What you have to do: Filter the material below down to the lines containing the word "pending".
◆ ◆ ◆
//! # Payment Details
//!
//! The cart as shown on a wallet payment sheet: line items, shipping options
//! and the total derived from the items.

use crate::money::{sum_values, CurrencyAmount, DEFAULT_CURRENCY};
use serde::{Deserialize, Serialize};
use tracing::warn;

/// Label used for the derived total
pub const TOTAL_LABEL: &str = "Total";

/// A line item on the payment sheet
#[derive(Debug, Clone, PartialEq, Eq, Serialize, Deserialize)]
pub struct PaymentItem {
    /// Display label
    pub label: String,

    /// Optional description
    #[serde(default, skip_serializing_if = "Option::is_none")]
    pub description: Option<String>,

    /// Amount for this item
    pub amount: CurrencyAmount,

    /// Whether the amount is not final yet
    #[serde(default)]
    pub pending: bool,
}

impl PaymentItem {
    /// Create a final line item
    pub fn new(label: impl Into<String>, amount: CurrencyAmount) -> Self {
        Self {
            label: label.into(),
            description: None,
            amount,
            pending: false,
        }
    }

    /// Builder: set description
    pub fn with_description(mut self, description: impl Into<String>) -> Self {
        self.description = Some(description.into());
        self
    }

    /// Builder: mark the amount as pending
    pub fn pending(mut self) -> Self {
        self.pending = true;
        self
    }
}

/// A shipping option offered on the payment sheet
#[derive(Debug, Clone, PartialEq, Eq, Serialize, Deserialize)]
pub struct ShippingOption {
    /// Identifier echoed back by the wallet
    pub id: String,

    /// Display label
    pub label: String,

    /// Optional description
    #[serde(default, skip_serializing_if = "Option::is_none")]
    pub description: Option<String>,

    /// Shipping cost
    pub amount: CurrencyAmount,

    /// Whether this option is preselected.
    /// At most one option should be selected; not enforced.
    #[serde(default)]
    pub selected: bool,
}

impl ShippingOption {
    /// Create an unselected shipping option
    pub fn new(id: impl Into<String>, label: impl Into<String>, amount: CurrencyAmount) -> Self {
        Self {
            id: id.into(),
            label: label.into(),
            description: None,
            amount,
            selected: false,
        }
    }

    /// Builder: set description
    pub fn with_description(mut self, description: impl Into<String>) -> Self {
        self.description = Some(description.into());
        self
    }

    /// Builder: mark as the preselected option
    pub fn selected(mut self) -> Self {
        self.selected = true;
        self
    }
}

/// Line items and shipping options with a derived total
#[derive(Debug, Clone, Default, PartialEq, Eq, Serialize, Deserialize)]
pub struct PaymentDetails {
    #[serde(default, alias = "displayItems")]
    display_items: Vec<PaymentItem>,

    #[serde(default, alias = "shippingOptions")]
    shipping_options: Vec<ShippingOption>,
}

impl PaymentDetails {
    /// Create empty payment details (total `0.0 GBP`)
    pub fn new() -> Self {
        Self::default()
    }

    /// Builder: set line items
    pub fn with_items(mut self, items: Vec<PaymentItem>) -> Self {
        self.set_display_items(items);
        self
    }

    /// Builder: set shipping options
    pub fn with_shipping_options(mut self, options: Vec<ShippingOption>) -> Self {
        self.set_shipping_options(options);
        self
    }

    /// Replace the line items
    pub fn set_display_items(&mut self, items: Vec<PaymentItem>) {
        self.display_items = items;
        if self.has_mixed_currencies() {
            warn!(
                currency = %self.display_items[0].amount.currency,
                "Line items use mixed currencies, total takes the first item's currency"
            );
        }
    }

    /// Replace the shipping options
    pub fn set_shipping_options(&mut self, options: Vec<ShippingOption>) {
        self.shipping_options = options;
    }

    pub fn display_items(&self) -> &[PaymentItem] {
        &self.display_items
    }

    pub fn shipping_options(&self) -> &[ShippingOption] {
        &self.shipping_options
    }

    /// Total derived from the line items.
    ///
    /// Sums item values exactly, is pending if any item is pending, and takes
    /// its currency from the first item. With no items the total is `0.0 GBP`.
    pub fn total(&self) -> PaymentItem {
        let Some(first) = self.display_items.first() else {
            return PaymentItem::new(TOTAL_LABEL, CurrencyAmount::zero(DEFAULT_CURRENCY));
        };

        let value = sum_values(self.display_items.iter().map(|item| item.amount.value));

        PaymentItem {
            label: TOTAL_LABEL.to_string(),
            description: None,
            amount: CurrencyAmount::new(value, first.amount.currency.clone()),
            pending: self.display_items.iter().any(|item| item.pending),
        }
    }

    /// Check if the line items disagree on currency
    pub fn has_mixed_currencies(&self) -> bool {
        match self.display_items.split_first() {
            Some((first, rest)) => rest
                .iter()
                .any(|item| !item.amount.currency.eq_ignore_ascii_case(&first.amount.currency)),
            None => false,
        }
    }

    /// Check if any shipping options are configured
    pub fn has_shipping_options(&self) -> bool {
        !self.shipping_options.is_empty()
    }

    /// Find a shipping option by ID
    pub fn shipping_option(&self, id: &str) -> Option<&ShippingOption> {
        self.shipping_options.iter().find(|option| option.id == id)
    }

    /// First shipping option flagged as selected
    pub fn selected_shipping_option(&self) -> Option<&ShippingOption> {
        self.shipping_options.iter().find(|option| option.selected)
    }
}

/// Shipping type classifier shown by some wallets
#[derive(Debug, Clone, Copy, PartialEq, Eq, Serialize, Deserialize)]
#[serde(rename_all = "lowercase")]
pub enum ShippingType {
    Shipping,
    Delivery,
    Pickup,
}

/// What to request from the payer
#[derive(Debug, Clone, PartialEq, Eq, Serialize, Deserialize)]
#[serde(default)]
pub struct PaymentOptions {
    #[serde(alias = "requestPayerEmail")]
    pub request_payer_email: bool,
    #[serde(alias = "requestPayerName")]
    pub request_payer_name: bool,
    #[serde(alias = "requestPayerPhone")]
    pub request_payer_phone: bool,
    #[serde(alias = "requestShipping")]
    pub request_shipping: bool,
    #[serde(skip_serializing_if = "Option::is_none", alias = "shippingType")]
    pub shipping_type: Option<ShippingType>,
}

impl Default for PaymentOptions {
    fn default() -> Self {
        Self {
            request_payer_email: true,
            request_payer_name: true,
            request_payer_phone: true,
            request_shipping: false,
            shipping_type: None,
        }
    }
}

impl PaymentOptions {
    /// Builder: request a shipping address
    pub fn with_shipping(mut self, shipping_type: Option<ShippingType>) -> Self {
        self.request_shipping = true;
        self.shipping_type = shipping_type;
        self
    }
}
◆ ◆ ◆
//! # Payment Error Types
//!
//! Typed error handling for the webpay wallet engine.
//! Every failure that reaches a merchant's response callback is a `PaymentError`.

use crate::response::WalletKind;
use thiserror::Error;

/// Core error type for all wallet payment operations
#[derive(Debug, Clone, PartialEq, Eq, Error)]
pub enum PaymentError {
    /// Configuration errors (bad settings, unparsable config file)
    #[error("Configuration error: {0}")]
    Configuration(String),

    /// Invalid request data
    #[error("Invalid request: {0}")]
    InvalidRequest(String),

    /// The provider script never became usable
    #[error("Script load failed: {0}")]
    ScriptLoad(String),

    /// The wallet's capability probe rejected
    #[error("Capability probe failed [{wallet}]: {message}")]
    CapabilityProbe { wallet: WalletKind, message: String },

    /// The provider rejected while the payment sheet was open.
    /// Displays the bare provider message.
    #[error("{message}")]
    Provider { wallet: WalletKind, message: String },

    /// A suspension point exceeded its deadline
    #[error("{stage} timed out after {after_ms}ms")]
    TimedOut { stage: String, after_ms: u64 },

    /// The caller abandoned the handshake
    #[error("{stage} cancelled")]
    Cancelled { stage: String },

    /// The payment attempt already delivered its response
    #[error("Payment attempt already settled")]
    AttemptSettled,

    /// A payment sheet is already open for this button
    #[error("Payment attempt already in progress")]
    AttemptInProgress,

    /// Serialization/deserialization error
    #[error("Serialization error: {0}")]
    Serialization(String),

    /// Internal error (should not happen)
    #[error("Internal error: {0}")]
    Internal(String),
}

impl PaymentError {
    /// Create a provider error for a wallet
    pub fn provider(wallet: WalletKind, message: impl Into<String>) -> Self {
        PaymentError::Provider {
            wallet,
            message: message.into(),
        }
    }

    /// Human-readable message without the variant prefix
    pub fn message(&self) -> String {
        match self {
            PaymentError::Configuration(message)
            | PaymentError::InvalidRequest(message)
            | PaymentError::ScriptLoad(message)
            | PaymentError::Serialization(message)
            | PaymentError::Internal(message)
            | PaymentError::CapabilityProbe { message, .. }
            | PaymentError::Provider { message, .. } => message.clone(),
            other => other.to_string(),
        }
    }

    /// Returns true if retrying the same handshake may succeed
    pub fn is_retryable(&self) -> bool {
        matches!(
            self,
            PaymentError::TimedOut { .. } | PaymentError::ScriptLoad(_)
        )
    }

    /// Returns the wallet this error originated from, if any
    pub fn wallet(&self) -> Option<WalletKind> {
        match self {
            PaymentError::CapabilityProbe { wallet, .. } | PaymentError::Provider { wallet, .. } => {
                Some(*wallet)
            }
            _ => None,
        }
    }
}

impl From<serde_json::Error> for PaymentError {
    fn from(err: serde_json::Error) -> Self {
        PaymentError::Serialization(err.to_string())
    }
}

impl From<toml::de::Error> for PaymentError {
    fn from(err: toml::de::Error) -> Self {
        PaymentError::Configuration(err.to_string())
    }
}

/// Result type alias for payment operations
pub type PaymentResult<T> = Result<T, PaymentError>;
◆ ◆ ◆
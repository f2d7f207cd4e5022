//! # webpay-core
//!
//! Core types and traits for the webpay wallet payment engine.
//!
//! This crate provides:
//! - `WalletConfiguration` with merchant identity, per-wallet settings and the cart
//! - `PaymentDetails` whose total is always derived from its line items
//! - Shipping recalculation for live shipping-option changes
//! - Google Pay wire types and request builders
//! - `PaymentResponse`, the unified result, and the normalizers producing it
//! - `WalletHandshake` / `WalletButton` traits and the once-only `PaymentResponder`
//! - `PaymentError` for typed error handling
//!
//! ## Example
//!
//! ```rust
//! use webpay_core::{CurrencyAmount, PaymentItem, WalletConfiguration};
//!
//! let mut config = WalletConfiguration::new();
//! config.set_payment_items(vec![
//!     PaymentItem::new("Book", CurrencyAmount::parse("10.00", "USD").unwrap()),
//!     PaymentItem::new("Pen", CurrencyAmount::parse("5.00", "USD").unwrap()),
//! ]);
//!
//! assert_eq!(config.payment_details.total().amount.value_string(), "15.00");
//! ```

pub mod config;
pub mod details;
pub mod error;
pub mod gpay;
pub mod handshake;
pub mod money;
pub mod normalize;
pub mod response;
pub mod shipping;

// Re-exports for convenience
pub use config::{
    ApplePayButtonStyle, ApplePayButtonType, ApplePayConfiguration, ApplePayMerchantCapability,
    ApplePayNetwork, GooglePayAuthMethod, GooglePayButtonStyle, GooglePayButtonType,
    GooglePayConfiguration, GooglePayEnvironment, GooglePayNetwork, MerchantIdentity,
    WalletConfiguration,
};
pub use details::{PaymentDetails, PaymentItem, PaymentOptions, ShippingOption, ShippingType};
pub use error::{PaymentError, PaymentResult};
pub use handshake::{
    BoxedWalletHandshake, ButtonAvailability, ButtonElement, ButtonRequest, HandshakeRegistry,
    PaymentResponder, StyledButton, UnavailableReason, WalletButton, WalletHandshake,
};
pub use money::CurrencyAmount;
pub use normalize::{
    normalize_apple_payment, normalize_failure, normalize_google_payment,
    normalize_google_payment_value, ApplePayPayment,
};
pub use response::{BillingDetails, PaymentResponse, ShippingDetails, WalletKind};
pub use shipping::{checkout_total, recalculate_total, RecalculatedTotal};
◆ ◆ ◆
Expected answer:
    pub pending: bool,
            pending: false,
    /// Builder: mark the amount as pending
    pub fn pending(mut self) -> Self {
        self.pending = true;
    /// Sums item values exactly, is pending if any item is pending, and takes
            pending: self.display_items.iter().any(|item| item.pending),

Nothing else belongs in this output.